**Activity**
Please report how many lines in the records below contain the word "sled", giving only that number.
START Task inputs
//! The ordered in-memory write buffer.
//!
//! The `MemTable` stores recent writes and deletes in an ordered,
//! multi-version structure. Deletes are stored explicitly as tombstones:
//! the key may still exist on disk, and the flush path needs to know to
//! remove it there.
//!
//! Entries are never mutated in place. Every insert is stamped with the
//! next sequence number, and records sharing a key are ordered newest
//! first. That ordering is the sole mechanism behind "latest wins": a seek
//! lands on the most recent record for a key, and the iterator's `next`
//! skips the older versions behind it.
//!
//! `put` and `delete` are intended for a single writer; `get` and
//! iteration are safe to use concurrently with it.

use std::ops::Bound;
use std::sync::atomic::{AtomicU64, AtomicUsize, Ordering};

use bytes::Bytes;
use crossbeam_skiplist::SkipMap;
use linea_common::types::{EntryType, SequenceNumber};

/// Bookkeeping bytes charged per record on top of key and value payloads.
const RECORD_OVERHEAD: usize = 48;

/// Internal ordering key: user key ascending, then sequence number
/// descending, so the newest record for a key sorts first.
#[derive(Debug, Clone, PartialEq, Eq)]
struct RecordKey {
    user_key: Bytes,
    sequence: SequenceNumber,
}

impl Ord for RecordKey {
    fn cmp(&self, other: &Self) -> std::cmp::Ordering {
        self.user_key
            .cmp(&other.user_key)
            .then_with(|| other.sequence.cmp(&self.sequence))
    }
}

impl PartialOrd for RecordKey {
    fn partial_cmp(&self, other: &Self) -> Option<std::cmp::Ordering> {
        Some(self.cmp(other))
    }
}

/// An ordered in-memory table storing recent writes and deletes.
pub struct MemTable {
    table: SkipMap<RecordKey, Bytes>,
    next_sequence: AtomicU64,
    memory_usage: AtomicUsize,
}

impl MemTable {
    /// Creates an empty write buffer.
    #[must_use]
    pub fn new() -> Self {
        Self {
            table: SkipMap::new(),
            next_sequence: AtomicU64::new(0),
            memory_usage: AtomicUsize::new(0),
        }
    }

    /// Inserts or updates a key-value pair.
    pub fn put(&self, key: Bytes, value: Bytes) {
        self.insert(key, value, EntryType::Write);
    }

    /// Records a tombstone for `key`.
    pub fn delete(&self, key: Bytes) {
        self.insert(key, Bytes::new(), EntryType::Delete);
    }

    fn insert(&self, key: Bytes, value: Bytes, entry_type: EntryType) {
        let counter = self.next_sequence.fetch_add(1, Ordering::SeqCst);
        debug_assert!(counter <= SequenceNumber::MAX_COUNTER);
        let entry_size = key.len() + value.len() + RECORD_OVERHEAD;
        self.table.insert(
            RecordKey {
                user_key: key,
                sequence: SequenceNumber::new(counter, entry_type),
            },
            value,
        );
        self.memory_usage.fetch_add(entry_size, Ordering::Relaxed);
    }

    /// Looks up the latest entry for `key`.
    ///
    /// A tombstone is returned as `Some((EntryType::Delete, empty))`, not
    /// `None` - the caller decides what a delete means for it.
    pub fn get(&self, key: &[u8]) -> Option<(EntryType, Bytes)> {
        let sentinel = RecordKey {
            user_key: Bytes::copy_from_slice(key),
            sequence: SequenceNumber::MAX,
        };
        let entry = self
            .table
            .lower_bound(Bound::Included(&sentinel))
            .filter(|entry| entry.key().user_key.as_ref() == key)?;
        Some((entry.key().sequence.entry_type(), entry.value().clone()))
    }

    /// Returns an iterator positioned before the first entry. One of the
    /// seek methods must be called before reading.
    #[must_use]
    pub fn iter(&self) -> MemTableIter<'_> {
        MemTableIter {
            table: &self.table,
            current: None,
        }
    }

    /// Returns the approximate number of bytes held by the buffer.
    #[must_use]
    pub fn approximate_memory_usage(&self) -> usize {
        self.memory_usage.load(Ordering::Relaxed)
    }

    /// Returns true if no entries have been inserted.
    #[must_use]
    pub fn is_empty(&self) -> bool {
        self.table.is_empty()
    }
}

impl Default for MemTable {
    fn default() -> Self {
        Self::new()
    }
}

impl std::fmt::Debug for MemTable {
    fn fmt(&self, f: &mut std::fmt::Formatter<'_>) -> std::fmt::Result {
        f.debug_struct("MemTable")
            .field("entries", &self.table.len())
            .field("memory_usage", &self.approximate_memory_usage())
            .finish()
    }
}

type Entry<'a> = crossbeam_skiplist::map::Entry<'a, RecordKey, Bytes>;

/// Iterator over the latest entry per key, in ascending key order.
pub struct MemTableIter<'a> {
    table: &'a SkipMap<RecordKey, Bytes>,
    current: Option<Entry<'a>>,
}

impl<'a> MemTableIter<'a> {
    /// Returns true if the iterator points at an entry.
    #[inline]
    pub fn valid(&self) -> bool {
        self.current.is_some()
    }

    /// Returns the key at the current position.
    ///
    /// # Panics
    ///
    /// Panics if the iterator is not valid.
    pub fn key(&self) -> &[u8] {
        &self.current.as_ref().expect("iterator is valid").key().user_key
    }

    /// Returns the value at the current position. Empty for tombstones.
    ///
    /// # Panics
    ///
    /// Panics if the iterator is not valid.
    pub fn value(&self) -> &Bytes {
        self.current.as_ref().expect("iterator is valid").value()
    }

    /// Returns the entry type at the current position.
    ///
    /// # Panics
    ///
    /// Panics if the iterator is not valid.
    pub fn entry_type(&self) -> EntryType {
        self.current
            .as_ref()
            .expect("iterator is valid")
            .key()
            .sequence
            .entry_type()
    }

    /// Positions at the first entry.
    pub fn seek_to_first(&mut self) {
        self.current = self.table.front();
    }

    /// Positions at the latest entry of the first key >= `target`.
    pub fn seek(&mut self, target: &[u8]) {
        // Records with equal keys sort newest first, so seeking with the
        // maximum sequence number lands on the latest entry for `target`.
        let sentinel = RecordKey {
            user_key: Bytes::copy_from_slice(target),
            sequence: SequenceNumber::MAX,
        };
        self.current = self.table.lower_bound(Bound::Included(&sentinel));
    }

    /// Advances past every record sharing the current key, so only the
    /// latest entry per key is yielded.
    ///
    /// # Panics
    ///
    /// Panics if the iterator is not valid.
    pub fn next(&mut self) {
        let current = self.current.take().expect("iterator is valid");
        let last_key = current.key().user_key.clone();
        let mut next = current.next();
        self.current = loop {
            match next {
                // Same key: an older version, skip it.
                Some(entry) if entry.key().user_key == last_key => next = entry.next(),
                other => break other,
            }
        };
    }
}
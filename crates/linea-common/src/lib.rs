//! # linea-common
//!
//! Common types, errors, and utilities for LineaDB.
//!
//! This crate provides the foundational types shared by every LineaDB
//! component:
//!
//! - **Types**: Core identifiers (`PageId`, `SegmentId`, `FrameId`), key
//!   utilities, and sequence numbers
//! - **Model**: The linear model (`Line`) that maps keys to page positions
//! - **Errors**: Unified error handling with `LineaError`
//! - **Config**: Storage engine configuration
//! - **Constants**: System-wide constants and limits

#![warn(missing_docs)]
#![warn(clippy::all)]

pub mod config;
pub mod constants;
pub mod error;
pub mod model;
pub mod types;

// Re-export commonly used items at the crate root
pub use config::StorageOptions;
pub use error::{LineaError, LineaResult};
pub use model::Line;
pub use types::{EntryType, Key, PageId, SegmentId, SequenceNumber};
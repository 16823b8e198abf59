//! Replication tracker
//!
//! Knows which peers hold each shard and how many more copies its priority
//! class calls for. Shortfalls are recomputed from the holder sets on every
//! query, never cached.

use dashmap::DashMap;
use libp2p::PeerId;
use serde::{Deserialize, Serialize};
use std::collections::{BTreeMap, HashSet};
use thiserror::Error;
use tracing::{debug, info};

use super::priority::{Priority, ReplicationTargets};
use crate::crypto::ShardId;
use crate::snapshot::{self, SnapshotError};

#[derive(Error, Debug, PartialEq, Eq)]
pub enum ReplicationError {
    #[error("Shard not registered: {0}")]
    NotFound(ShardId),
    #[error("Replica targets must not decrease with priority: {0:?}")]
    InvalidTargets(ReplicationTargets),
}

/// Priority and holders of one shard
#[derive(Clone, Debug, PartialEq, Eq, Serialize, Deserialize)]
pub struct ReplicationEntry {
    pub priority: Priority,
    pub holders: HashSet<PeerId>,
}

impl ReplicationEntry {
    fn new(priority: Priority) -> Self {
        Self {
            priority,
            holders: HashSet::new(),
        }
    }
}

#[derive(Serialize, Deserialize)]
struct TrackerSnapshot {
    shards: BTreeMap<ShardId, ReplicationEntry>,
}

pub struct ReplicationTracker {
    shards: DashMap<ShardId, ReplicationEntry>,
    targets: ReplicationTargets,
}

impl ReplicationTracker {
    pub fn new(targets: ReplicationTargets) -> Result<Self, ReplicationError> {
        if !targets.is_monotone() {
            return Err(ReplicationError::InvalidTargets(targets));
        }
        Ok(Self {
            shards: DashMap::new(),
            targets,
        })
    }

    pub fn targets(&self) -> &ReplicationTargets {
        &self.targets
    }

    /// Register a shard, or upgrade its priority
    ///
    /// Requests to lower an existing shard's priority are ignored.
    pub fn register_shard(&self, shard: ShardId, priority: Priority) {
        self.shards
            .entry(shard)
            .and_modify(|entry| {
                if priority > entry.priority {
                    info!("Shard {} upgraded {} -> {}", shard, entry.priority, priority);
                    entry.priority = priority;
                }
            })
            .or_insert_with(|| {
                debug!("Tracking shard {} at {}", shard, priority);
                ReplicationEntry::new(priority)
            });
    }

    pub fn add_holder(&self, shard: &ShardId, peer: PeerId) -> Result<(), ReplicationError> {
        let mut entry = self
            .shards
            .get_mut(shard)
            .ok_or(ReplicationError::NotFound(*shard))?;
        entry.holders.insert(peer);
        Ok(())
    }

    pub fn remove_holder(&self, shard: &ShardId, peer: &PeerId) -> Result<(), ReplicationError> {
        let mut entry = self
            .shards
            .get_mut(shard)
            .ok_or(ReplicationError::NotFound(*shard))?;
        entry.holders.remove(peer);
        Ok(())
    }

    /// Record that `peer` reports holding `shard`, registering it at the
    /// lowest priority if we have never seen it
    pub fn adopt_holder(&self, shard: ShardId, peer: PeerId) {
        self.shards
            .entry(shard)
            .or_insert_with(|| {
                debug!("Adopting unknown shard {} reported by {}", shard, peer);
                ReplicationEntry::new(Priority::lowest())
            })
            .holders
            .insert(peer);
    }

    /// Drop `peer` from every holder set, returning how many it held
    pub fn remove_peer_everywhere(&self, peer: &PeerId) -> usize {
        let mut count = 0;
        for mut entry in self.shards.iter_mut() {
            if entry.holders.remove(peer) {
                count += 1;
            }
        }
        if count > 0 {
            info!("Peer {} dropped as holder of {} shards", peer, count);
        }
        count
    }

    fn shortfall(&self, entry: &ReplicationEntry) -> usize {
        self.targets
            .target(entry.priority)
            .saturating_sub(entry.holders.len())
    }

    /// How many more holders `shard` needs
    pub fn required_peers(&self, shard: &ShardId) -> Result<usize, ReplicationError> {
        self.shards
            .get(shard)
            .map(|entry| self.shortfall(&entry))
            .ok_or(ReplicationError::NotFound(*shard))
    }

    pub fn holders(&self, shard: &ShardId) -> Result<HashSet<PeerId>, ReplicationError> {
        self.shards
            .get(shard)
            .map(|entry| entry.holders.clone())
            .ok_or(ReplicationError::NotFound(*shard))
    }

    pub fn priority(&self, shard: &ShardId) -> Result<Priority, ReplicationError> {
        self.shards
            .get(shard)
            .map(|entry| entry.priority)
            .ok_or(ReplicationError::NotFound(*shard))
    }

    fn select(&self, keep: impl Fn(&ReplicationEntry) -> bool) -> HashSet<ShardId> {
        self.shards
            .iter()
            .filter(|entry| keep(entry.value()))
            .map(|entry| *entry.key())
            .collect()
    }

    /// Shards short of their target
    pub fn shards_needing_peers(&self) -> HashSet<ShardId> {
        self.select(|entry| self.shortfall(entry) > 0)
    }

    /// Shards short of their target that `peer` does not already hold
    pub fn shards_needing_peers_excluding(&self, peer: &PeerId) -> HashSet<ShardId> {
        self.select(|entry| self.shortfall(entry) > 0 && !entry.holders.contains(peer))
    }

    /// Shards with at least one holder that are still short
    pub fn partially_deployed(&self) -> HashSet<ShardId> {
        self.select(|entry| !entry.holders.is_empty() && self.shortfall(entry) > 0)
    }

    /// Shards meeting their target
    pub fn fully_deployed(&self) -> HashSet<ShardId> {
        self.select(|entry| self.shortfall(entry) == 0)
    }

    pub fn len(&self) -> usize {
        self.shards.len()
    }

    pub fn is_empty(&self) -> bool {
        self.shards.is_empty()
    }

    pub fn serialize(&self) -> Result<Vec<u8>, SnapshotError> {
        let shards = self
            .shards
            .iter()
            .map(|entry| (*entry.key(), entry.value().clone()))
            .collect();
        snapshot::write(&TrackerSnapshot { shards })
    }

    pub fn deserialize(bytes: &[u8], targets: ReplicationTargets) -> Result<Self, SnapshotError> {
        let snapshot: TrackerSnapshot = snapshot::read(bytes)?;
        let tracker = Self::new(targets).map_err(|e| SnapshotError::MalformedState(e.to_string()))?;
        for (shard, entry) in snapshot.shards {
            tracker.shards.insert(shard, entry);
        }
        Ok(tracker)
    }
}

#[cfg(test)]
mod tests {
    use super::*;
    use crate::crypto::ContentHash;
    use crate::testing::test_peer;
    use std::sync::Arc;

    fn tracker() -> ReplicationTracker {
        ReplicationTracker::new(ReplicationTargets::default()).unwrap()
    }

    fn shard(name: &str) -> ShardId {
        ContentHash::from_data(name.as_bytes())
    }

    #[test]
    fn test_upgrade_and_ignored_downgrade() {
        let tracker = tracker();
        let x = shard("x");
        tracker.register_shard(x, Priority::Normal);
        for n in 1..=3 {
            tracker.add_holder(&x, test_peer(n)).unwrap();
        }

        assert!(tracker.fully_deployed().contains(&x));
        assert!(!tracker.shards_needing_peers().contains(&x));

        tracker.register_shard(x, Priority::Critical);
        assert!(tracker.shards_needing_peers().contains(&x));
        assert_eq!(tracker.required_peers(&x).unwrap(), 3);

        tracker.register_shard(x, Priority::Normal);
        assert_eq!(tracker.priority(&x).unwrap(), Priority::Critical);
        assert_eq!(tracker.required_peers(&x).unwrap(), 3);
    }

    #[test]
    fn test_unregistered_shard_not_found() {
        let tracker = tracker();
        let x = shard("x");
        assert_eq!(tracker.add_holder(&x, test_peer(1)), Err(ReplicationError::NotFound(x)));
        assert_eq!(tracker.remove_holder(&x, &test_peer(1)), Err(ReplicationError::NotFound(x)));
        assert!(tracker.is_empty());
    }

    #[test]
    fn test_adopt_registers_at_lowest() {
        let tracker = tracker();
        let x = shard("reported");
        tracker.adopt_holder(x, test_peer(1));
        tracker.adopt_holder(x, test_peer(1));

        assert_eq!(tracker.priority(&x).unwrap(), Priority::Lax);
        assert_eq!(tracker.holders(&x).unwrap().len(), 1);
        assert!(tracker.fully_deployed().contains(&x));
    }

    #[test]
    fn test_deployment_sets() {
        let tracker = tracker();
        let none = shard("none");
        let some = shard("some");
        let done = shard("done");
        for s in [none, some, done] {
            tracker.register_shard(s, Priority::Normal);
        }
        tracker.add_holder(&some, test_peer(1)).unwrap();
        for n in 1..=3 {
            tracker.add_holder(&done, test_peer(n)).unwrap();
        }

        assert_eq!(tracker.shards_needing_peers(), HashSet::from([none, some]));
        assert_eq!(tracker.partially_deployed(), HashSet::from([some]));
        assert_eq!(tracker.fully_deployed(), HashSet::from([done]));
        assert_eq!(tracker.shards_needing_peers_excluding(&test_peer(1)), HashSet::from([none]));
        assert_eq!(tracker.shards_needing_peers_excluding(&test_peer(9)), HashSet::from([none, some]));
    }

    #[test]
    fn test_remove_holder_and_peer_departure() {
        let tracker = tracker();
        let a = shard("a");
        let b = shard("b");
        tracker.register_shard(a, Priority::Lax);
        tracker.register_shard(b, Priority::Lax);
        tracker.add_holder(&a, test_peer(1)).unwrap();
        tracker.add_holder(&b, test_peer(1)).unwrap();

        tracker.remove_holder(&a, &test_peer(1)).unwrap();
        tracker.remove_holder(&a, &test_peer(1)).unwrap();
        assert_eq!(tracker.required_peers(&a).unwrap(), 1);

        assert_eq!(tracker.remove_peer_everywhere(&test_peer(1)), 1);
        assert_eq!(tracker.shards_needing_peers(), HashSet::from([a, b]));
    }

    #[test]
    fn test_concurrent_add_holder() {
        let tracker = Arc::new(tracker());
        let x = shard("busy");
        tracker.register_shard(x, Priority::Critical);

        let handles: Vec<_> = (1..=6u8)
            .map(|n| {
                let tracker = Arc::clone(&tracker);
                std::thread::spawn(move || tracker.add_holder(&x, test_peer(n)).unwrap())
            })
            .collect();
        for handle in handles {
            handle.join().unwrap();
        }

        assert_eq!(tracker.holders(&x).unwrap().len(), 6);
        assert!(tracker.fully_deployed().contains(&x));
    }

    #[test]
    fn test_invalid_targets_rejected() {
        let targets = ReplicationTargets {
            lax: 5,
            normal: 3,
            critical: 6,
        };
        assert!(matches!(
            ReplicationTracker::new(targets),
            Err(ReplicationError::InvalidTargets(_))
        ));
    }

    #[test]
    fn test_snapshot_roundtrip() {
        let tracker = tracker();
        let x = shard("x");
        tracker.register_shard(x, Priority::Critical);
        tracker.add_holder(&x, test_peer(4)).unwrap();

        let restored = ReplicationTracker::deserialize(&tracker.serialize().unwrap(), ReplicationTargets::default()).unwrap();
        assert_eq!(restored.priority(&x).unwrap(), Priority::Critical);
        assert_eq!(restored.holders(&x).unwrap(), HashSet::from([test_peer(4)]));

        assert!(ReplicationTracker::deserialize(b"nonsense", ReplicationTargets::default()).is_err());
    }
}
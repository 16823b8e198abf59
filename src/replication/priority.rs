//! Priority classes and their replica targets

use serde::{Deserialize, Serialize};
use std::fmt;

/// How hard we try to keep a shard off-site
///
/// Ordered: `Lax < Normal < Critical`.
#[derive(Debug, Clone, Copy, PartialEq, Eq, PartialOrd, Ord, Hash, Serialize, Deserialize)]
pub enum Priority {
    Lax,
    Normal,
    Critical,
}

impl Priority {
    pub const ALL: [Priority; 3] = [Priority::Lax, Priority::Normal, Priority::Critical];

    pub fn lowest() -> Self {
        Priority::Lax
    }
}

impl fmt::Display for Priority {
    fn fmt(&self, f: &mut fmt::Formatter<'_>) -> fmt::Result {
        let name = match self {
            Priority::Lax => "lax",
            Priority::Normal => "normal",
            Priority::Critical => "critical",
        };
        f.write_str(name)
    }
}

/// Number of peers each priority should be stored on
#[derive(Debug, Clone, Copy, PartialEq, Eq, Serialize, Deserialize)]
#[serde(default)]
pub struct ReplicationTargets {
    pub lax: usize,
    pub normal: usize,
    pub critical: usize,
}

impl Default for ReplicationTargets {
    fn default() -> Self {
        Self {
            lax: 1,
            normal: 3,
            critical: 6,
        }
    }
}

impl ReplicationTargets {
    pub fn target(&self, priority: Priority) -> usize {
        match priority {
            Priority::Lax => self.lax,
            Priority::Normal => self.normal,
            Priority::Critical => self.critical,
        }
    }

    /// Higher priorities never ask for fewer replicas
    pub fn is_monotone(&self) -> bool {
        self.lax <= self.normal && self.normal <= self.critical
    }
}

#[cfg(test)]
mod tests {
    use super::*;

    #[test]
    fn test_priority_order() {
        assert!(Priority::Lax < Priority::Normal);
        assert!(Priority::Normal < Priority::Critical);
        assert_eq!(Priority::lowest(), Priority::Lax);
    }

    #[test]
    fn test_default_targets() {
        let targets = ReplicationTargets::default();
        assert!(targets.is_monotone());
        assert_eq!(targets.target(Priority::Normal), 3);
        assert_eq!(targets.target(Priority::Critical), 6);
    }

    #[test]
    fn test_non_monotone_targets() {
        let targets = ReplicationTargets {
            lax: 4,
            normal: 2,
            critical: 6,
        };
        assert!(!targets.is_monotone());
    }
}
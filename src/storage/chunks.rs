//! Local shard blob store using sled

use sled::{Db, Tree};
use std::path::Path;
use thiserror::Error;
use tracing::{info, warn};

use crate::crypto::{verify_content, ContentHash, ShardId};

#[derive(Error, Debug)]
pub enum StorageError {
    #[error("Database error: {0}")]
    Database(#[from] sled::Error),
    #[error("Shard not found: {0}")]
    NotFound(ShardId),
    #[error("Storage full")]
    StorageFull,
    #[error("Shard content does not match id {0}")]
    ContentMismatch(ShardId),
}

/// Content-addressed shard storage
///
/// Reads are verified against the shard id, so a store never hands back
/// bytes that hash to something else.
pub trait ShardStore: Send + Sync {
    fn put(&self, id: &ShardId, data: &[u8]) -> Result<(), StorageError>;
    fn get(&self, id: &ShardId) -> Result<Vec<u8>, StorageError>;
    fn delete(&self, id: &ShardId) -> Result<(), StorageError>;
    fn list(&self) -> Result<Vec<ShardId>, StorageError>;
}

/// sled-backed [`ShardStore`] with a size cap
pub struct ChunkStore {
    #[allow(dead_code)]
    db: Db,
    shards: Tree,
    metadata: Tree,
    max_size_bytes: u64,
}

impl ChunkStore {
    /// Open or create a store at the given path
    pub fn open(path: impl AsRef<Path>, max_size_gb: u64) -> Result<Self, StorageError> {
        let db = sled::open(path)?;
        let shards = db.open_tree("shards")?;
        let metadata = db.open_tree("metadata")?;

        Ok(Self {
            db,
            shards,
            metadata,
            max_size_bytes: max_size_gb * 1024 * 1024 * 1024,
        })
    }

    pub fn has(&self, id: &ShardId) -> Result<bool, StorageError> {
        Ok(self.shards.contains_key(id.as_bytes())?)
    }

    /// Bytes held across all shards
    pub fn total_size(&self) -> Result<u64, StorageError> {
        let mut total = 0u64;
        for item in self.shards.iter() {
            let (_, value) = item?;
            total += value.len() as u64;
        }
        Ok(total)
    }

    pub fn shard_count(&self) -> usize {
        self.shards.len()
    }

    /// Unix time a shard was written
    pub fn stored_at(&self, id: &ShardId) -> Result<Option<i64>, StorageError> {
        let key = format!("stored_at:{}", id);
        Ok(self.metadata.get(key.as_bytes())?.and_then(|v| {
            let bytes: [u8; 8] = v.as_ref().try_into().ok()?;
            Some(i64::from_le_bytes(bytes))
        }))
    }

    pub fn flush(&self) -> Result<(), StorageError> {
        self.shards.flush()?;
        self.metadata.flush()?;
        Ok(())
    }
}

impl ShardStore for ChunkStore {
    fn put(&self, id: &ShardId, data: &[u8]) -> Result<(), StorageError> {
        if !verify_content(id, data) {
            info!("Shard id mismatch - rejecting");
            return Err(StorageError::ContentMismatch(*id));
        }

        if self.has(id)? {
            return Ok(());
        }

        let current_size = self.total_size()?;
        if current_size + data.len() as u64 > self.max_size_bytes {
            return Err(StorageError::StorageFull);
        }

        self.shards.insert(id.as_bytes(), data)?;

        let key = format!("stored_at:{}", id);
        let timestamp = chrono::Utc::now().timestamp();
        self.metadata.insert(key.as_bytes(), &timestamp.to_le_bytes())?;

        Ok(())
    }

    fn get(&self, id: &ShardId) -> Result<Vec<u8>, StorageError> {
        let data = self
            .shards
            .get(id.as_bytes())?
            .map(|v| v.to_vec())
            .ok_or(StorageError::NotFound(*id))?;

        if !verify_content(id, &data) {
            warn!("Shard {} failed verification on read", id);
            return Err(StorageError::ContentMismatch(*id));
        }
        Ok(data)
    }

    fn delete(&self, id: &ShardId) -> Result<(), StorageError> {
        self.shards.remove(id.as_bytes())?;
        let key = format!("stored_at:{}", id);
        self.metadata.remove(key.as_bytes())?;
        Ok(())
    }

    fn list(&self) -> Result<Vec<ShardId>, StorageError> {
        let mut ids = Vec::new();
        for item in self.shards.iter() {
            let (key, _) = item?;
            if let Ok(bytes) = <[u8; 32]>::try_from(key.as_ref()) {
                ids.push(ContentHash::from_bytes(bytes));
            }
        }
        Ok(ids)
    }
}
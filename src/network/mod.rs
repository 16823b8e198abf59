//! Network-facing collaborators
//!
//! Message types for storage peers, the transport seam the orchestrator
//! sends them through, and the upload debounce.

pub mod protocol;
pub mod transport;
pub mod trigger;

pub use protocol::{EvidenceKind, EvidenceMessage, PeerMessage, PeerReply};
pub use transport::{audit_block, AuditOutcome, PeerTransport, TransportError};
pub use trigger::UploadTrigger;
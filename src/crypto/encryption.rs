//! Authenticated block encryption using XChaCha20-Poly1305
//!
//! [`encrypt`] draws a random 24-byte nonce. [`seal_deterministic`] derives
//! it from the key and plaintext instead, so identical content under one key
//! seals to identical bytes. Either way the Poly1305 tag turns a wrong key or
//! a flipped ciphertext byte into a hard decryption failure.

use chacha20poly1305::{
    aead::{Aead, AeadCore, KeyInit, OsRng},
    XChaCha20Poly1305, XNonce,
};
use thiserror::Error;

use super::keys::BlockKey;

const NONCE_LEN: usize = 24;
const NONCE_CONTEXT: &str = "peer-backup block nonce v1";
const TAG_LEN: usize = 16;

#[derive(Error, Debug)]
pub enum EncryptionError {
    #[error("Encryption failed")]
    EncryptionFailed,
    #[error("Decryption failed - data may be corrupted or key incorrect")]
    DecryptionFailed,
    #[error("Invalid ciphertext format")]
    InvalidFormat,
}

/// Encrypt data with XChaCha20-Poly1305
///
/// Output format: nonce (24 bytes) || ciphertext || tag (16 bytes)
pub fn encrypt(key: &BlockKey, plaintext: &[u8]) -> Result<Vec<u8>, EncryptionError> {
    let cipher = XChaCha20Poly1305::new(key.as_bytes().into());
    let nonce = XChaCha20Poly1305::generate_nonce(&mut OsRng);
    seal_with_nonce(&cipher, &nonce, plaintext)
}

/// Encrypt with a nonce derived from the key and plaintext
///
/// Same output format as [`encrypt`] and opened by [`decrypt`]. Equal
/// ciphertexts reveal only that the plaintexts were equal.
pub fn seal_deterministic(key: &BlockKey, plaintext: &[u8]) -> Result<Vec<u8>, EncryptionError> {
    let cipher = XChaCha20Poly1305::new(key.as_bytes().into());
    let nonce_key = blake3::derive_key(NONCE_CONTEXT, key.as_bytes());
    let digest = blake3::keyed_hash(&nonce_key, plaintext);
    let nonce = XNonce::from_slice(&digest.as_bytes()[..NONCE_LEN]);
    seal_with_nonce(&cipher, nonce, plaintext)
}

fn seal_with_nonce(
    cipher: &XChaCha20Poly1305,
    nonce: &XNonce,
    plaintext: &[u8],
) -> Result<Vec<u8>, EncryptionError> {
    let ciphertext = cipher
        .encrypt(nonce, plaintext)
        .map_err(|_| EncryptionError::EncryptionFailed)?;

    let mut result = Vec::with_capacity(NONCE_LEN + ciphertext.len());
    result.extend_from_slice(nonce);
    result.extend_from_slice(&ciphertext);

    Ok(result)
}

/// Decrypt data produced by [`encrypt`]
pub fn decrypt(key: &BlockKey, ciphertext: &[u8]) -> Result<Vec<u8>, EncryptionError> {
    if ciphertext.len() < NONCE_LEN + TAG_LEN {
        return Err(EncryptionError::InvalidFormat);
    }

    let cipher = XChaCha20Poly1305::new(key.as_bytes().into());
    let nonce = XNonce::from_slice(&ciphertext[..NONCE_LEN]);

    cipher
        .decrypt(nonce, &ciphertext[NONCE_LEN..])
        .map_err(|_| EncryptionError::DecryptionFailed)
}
END Task inputs
**Result of this exercise**
5